Un nouveau frisson parcourut le corps bleu de la Twi'lek. Les mots prononcés, "produits", "livrés", lui firent l'effet d'un coup de poing à l'estomac. Comment était-il seulement possible d'employer ces termes pour parler d'un groupe d'enfants ?

La jeune femme s'apprêtait à ouvrir la bouche pour protester lorsqu'elle croisa l'immense regard noir et sans pupille de son compagnon Nautolan.


Il n'y eut nulle parole prononcée, et ils n'en eurent pas besoin. Les deux Jedis étaient connectés à travers la Force, le Tout et l'Équilibre, et la Twi'lek ressentit exactement ce que Kit Fisto voulait lui transmettre à cet instant.



* Calme.

Patience.

Attendre d'en savoir plus.

C'est notre mission *



Aayla inclina légèrement la tête en signe d'assentiment, et elle ravala les protestations qui avaient faillies franchir ses lèvres.


Le trio traversa ensuite d'autres corridors, passa devant d'autres baies vitrées qui donnaient vue sur de nouvelles salles d'entraînement. Des adolescents par milliers, le crâne rasé et le regard dur, combattaient sans merci les uns contre les autres. Leurs instructeurs, des copies conformes en plus âgés vêtus d'armures rutilantes, les regardaient et les corrigeaient en aboyant des ordres rudes.


Aayla se passa de tout commentaire cette fois, et elle sentit dans la Force que Kit approuvait. La guerre contre les Séparatistes menaçait d'éclater à tout instant, et la République avait besoin d'une armée pour faire régner l'ordre dans la Galaxie. Les Jedi ne pouvaient supporter à eux seuls le poids écrasant des conflits, et ils auraient besoin de soutien sur les futurs champs de bataille.


Enfin, Taun We ralentit l'allure et la Kaminoan s'effaça devant une porte circulaire pour laisser passer les deux Chevaliers de la Force. Kit et Aayla pénétrèrent alors dans un hangar immaculé aux proportions tellement gigantesques qu'ils en eurent le souffle coupé.


L'immense dôme devant eux contenait l'équivalent de deux armées de clones complètes.

Au total, dix-huit mille soldats en armures blanches se tenaient devant les Jedi dans une immobilité réglementaire, attendant la prise de commandement. Les différents bataillons étaient distinctement séparés par un espace parfaitement régulier, et chaque groupement de soldats était devancé par son officier supérieur, différenciable du simple clone par une épaulette colorée.

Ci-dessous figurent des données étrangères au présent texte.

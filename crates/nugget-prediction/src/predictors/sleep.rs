//! Sleep predictor: next nap time and a blended nap length; no volume.

use nugget_core::activity::ActivityType;
use nugget_core::config::PredictionConfig;
use nugget_core::models::{BlendResult, PredictedActivity, PredictionResult};
use nugget_core::traits::PredictionContext;

use super::{assemble, preference_weights, round_suggestion, ActivityWindow, Suggestions, Timing};
use crate::blend::{blend, BlendInput};
use crate::tables;

pub fn predict(ctx: &PredictionContext<'_>, config: &PredictionConfig) -> PredictionResult {
    let window = ActivityWindow::collect(
        ctx.activities,
        config.window_size,
        |t| t == ActivityType::Sleep,
        PredictedActivity::Sleep.as_str(),
    );
    let timing = Timing::compute(PredictedActivity::Sleep, &window, ctx, config);
    let (preference_weight, weights) =
        preference_weights(ctx.preferences, config.sleep_preference_weight);

    let duration_blend = blend(&BlendInput::with_weights(
        Some(tables::sleep_duration_minutes(timing.age_in_days).medium),
        timing.observed(window.mean_of(|r| r.duration_minutes)),
        ctx.preferences.and_then(|p| p.sleep_duration_minutes()),
        weights,
    ));

    let suggestions = Suggestions {
        suggested_volume: None,
        volume_blend: BlendResult::no_data(),
        suggested_duration: round_suggestion(&duration_blend),
        duration_blend,
        suggested_side: None,
    };
    assemble(
        PredictedActivity::Sleep,
        &window,
        timing,
        suggestions,
        preference_weight,
        config,
    )
}
use chrono::{DateTime, Utc};
use serde::{Deserialize, Serialize};
use std::fmt;
use ts_rs::TS;

use super::{BlendResult, ConfidenceLevel, PatternEntry, TierWeights};
use crate::activity::NursingSide;

/// The activity a prediction is about.
#[derive(Debug, Clone, Copy, PartialEq, Eq, Hash, Serialize, Deserialize, TS)]
#[ts(export)]
#[serde(rename_all = "lowercase")]
pub enum PredictedActivity {
    Feeding,
    Pumping,
    Sleep,
}

impl PredictedActivity {
    pub const ALL: [PredictedActivity; 3] = [Self::Feeding, Self::Pumping, Self::Sleep];

    pub fn as_str(self) -> &'static str {
        match self {
            Self::Feeding => "feeding",
            Self::Pumping => "pumping",
            Self::Sleep => "sleep",
        }
    }
}

impl fmt::Display for PredictedActivity {
    fn fmt(&self, f: &mut fmt::Formatter<'_>) -> fmt::Result {
        f.write_str(self.as_str())
    }
}

/// Raw inputs behind a prediction, shown in the "how was this calculated" view.
#[derive(Debug, Clone, PartialEq, Serialize, Deserialize, TS)]
#[ts(export)]
pub struct CalculationDetails {
    #[ts(type = "number | null")]
    pub age_in_days: Option<i64>,
    pub age_based_interval: f64,
    pub recent_average_interval: Option<f64>,
    pub last_interval: Option<f64>,
    pub weights: TierWeights,
    /// Number of valid gaps in the window.
    pub sample_count: usize,
    /// Weight given to custom preferences in the amount/duration blends.
    pub preference_weight: f64,
}

/// Output of one predictor call. Freshly built each time, never mutated.
#[derive(Debug, Clone, PartialEq, Serialize, Deserialize, TS)]
#[ts(export)]
pub struct PredictionResult {
    pub activity: PredictedActivity,
    pub next_event_time: DateTime<Utc>,
    pub confidence_level: ConfidenceLevel,
    /// Final blended interval in hours.
    pub interval_hours: f64,
    pub average_interval_hours: Option<f64>,
    pub last_event_time: Option<DateTime<Utc>>,
    pub last_event_amount: Option<f64>,
    /// Window observations, oldest first.
    pub recent_pattern: Vec<PatternEntry>,
    /// Whole millilitres.
    pub suggested_volume: Option<f64>,
    /// Whole minutes.
    pub suggested_duration: Option<f64>,
    pub volume_blend: BlendResult,
    pub duration_blend: BlendResult,
    /// Next nursing side; feeding predictions only.
    pub suggested_side: Option<NursingSide>,
    pub calculation_details: CalculationDetails,
}

impl PredictionResult {
    /// Whole minutes from `now` until the predicted event. Negative when overdue.
    pub fn minutes_until(&self, now: DateTime<Utc>) -> i64 {
        (self.next_event_time - now).num_minutes()
    }

    pub fn is_overdue(&self, now: DateTime<Utc>) -> bool {
        self.next_event_time < now
    }
}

Un silence de mort régnait sous la coupole démesurée, comme si le temps s'était suspendu sur cette vision irréelle.


Mais au-delà des deux armées et du nombre inimaginable d'hommes parfaitement identiques et alignés, ce fut le mur du fond qui accrocha l'œil de la Twi'lek et du Nautolan. Sa surface vitrée laissait entrevoir d'immenses colonnes de métal soutenant des capsules opalescentes par centaines de milliers. Et dans la Force, le Tout et l'Équilibre, les deux Chevaliers sentirent instantanément les battements synchronisés de centaines de milliers de cœurs : pendant qu'une armée patientait en attendant les ordres, une nouvelle armée était en train de naître dans l'ombre glaciale des laboratoires de Tipoca City.



-Bonjour, Maîtres Jedi, murmura soudain une haute silhouette, arrachant les Jedi à leurs pensées. Je suis Sayn Ta, Maître Cloneur de Kamino. Vos armadas sont prêtes, vous allez pouvoir commencer votre entraînement en tant que Généraux.



Aayla Secura et Kit Fisto s'inclinèrent devant la scientifique, conscients que leur rôle de Jedi prenait un nouveau sens en cet instant même. Ils étaient les gardiens d'une paix qui n'existait plus au sein de la Galaxie, et ils se voyaient contraints de mener des combats différents au nom de la République et du Sénat.


Et tandis que les rangs immaculés des clones attendaient leur premier entraînement avec leur commandant respectif, nul ne pouvait encore deviner que, dans le silence parfait et aseptisé de Kamino, la guerre était déjà arrivée jusqu'à eux.